## [Directions for this task]
Your reply must be the number of lines in the entries that hold the word "handle", and nothing else.

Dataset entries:

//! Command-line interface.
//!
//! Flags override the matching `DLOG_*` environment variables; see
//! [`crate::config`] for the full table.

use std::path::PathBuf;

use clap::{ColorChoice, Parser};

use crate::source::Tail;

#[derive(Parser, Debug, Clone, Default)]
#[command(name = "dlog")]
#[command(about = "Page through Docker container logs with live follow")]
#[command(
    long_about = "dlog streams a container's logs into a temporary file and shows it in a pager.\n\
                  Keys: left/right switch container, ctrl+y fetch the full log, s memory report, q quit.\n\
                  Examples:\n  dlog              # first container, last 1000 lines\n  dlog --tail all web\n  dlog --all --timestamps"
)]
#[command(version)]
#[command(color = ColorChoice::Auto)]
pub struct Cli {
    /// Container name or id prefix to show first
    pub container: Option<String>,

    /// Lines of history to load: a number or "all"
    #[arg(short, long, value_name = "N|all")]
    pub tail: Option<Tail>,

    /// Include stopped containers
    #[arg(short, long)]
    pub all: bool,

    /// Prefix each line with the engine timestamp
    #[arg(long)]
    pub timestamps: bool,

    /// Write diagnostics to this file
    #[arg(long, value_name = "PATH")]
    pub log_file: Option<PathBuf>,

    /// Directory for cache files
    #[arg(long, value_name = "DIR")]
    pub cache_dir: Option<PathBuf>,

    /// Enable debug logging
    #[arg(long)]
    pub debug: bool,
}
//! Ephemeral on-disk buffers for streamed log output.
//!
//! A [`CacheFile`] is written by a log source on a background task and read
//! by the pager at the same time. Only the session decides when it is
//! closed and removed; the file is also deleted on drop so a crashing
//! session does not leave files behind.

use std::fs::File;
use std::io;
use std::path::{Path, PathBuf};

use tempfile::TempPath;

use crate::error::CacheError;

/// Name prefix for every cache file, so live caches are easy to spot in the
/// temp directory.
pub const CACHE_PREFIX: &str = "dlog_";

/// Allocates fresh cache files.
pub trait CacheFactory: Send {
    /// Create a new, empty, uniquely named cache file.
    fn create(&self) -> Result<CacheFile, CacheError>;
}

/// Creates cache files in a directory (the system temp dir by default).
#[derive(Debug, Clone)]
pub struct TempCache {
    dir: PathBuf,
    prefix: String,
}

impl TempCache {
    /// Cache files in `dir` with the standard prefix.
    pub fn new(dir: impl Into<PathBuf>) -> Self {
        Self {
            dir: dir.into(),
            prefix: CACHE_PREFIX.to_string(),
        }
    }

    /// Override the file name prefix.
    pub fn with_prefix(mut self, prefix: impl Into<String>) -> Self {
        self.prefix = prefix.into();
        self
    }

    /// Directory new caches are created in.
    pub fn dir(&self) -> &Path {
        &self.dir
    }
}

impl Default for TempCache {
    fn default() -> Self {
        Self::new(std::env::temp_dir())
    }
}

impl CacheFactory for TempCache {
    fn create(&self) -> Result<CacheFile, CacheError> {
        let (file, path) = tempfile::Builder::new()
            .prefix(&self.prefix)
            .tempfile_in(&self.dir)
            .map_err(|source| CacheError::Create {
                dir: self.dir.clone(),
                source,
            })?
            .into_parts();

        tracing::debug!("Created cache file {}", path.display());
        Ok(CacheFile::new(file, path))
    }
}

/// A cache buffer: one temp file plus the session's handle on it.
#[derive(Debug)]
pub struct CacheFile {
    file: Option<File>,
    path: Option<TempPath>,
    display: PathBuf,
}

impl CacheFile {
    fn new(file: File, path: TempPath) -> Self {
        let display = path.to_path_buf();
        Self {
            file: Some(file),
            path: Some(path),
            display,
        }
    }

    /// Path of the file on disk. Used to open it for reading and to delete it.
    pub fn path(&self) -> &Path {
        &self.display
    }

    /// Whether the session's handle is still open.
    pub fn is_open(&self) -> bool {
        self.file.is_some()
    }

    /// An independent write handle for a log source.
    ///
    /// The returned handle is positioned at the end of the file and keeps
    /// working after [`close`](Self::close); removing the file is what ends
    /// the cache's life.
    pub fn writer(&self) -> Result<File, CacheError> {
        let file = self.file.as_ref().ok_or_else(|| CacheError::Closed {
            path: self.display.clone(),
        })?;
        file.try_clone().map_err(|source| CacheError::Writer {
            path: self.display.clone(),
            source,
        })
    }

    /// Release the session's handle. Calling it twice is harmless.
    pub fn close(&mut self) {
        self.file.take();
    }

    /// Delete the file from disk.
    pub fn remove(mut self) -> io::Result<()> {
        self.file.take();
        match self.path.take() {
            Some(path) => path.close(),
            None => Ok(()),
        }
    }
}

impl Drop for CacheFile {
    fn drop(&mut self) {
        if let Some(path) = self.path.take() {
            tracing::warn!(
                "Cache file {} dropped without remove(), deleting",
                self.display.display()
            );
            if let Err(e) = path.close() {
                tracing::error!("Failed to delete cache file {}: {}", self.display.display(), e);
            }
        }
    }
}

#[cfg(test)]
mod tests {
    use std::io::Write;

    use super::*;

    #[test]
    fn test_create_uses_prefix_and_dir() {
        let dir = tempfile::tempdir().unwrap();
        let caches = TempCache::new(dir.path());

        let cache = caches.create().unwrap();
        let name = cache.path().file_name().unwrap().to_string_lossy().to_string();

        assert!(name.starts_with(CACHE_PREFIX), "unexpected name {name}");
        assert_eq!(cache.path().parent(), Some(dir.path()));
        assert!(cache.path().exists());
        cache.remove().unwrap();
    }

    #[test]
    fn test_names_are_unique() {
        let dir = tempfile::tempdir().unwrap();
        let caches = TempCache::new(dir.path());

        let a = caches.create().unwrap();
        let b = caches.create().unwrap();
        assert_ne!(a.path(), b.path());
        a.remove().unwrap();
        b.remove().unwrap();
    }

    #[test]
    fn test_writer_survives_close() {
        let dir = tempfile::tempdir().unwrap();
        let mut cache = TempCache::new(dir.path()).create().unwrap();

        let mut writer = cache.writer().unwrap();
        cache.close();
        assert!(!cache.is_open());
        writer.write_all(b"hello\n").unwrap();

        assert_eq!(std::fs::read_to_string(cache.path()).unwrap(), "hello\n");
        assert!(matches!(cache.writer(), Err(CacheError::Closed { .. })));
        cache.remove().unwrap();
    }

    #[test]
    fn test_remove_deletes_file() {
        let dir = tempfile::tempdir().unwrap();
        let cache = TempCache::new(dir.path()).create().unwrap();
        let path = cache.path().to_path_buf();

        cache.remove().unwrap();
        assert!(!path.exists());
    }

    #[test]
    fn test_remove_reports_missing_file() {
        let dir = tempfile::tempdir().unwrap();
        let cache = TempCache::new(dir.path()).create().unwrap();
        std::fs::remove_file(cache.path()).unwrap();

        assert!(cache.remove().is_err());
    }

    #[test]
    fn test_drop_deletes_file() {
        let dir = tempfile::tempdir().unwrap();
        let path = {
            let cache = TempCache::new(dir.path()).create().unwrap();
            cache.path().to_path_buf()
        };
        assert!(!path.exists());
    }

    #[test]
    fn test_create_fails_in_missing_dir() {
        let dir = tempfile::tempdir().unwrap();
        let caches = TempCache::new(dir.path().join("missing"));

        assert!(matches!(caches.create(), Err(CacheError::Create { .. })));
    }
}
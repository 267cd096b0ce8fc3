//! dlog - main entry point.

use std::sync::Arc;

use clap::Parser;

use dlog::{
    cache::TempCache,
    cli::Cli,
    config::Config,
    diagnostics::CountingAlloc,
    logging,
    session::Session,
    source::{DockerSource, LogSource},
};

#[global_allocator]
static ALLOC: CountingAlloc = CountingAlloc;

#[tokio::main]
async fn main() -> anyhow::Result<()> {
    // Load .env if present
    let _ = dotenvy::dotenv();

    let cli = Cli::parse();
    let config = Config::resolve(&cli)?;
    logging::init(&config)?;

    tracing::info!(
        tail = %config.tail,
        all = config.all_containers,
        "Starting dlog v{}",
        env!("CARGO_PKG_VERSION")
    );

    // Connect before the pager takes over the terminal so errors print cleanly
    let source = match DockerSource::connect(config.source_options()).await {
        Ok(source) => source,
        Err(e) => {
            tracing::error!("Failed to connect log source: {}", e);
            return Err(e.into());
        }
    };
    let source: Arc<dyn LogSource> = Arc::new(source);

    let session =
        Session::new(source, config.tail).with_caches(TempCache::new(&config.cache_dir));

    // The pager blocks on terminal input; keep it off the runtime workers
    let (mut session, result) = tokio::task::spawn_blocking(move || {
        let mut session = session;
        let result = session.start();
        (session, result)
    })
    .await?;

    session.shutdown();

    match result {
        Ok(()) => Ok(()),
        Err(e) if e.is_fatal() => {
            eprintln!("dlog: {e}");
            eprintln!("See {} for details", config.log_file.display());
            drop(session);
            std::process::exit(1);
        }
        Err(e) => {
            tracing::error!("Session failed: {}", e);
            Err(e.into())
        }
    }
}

## [Exercise answer]
5